Stored entries:
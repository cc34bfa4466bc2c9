// src/error.rs

use crate::record::JobId;
use serde_json::Error as SerdeError;
use std::io;
use thiserror::Error;

/// Custom error types for the application
#[derive(Error, Debug)]
pub enum AppError {
    /// Submitted URL was empty or whitespace-only
    #[error("URL cannot be empty")]
    EmptyUrl,

    /// Metadata resolution failed before any transfer started
    #[error("Probe failed: {0}")]
    ProbeFailed(String),

    /// Transfer failed after the probe succeeded
    #[error("Fetch failed: {0}")]
    FetchFailed(String),

    /// An operation referenced a job id that does not exist
    #[error("Unknown job id: {0}")]
    UnknownJobId(JobId),

    /// Error for missing dependencies
    #[error("Missing dependency: {0}")]
    MissingDependency(String),

    /// I/O related errors
    #[error("I/O error: {0}")]
    IoError(#[from] io::Error),

    /// JSON parsing errors
    #[error("JSON parsing error: {0}")]
    JsonError(#[from] SerdeError),

    /// General application errors
    #[error("Application error: {0}")]
    General(String),
}

/// Convert a string error to AppError::General
impl From<String> for AppError {
    fn from(error: String) -> Self {
        AppError::General(error)
    }
}

/// Convert a &str error to AppError::General
impl From<&str> for AppError {
    fn from(error: &str) -> Self {
        AppError::General(error.to_string())
    }
}
// src/utils.rs

use crate::error::AppError;
use humansize::{format_size, BINARY};
use std::fs;
use std::path::PathBuf;

/// Derive a short display message from a raw engine failure.
///
/// Deliberately crude: everything after the first ':' of the raw message,
/// trimmed. "HTTP Error: 404: Not Found" becomes "404: Not Found". Kept
/// bit-for-bit stable because the observer renders it verbatim.
pub fn derive_error_message(raw: &str) -> String {
    match raw.split_once(':') {
        Some((_, rest)) => rest.trim().to_string(),
        None => raw.trim().to_string(),
    }
}

/// Format a throughput in bytes per second for display, e.g. "2.41 MiB/s".
/// Returns an empty string for unknown or zero speeds.
pub fn format_speed(speed_bps: Option<f64>) -> String {
    match speed_bps {
        Some(speed) if speed > 0.0 => format!("{}/s", format_size(speed as u64, BINARY)),
        _ => String::new(),
    }
}

/// Compute a percentage from downloaded/total bytes. None while the total
/// is unknown; callers skip the update rather than fabricate a value.
pub fn compute_percent(downloaded: u64, total: Option<u64>) -> Option<f64> {
    match total {
        Some(total) if total > 0 => {
            let pct = downloaded as f64 / total as f64 * 100.0;
            Some(pct.clamp(0.0, 100.0))
        }
        _ => None,
    }
}

/// Trim a submitted URL, rejecting empty or whitespace-only input
pub fn validate_url(url: &str) -> Result<&str, AppError> {
    let trimmed = url.trim();
    if trimmed.is_empty() {
        return Err(AppError::EmptyUrl);
    }
    Ok(trimmed)
}

/// Resolve and create the download directory. Defaults to
/// ~/Downloads/torro when no custom directory is given.
pub fn initialize_download_dir(custom_dir: Option<&str>) -> Result<PathBuf, AppError> {
    let dir = match custom_dir {
        Some(dir) => PathBuf::from(dir),
        None => {
            let mut path = dirs_next::home_dir()
                .ok_or_else(|| AppError::General("Could not find home directory".to_string()))?;
            path.push("Downloads");
            path.push("torro");
            path
        }
    };

    fs::create_dir_all(&dir)?;
    Ok(dir)
}
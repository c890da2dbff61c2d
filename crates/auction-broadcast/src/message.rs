//! Wire frame shapes for the subscriber WebSocket transport.
//!
//! A tagged-enum serde pattern, adapted to the exact mixed-case frame
//! type strings the wire protocol uses.

use auction_core::{Auction, BidErrorKind, PartialAuctionConfig};
use serde::{Deserialize, Serialize};
use uuid::Uuid;

/// A frame sent by a subscriber (browser extension, dashboard, CLI).
#[derive(Debug, Clone, Deserialize)]
#[serde(tag = "type")]
pub enum ClientFrame {
    #[serde(rename = "authenticate")]
    Authenticate { token: String },
    #[serde(rename = "subscribe")]
    Subscribe { auction_ids: Vec<String> },
    #[serde(rename = "unsubscribe")]
    Unsubscribe { auction_ids: Vec<String> },
    #[serde(rename = "startMonitoring")]
    StartMonitoring {
        auction_id: String,
        #[serde(default)]
        title: String,
        #[serde(default)]
        url: String,
        #[serde(default)]
        image_url: String,
        #[serde(default)]
        config: PartialAuctionConfig,
    },
    #[serde(rename = "stopMonitoring")]
    StopMonitoring { auction_id: String },
    #[serde(rename = "updateConfig")]
    UpdateConfig {
        auction_id: String,
        config: PartialAuctionConfig,
    },
    #[serde(rename = "placeBid")]
    PlaceBid { auction_id: String, amount: i64 },
    #[serde(rename = "getMonitoredAuctions")]
    GetMonitoredAuctions,
    #[serde(rename = "ping")]
    Ping,
}

impl ClientFrame {
    /// Admission control: every frame requires prior
    /// `authenticate` except `authenticate` and `ping` themselves.
    pub fn requires_auth(&self) -> bool {
        !matches!(self, Self::Authenticate { .. } | Self::Ping)
    }
}

/// A frame sent to a subscriber.
#[derive(Debug, Clone, Serialize)]
#[serde(tag = "type")]
pub enum ServerFrame {
    #[serde(rename = "connected")]
    Connected { session_id: Uuid },
    #[serde(rename = "authenticated")]
    Authenticated { success: bool },
    #[serde(rename = "auctionState")]
    AuctionState { auctions: Vec<Auction> },
    #[serde(rename = "auctionUpdate")]
    AuctionUpdate { auction: Auction },
    #[serde(rename = "response")]
    Response {
        success: bool,
        #[serde(skip_serializing_if = "Option::is_none")]
        error: Option<String>,
        #[serde(skip_serializing_if = "Option::is_none")]
        code: Option<String>,
    },
    #[serde(rename = "bidResult")]
    BidResult {
        auction_id: String,
        success: bool,
        #[serde(skip_serializing_if = "Option::is_none")]
        error_kind: Option<BidErrorKind>,
    },
    #[serde(rename = "error")]
    Error { message: String, code: String },
    #[serde(rename = "pong")]
    Pong,
}

#[cfg(test)]
mod tests {
    use super::*;

    #[test]
    fn authenticate_and_ping_bypass_admission_control() {
        assert!(!ClientFrame::Authenticate { token: "t".into() }.requires_auth());
        assert!(!ClientFrame::Ping.requires_auth());
        assert!(ClientFrame::GetMonitoredAuctions.requires_auth());
    }

    #[test]
    fn client_frame_tags_match_wire_names() {
        let raw = r#"{"type":"startMonitoring","auction_id":"123456"}"#;
        let frame: ClientFrame = serde_json::from_str(raw).unwrap();
        matches!(frame, ClientFrame::StartMonitoring { .. });
    }

    #[test]
    fn response_frame_omits_absent_fields() {
        let frame = ServerFrame::Response {
            success: true,
            error: None,
            code: None,
        };
        let json = serde_json::to_string(&frame).unwrap();
        assert!(!json.contains("error"));
        assert!(!json.contains("code"));
    }
}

▶ [GOAL OF THE EXERCISE] Restate verbatim the first line above and all lines after it through the line containing "Some((_, rest)) =>"; omit the rest.

▶ [EXPECTED ANSWER]
repository cc34bfa4466bc2c9
// src/error.rs

use crate::record::JobId;
use serde_json::Error as SerdeError;
use std::io;
use thiserror::Error;

/// Custom error types for the application
#[derive(Error, Debug)]
pub enum AppError {
    /// Submitted URL was empty or whitespace-only
    #[error("URL cannot be empty")]
    EmptyUrl,

    /// Metadata resolution failed before any transfer started
    #[error("Probe failed: {0}")]
    ProbeFailed(String),

    /// Transfer failed after the probe succeeded
    #[error("Fetch failed: {0}")]
    FetchFailed(String),

    /// An operation referenced a job id that does not exist
    #[error("Unknown job id: {0}")]
    UnknownJobId(JobId),

    /// Error for missing dependencies
    #[error("Missing dependency: {0}")]
    MissingDependency(String),

    /// I/O related errors
    #[error("I/O error: {0}")]
    IoError(#[from] io::Error),

    /// JSON parsing errors
    #[error("JSON parsing error: {0}")]
    JsonError(#[from] SerdeError),

    /// General application errors
    #[error("Application error: {0}")]
    General(String),
}

/// Convert a string error to AppError::General
impl From<String> for AppError {
    fn from(error: String) -> Self {
        AppError::General(error)
    }
}

/// Convert a &str error to AppError::General
impl From<&str> for AppError {
    fn from(error: &str) -> Self {
        AppError::General(error.to_string())
    }
}
// src/utils.rs

use crate::error::AppError;
use humansize::{format_size, BINARY};
use std::fs;
use std::path::PathBuf;

/// Derive a short display message from a raw engine failure.
///
/// Deliberately crude: everything after the first ':' of the raw message,
/// trimmed. "HTTP Error: 404: Not Found" becomes "404: Not Found". Kept
/// bit-for-bit stable because the observer renders it verbatim.
pub fn derive_error_message(raw: &str) -> String {
    match raw.split_once(':') {
        Some((_, rest)) => rest.trim().to_string(),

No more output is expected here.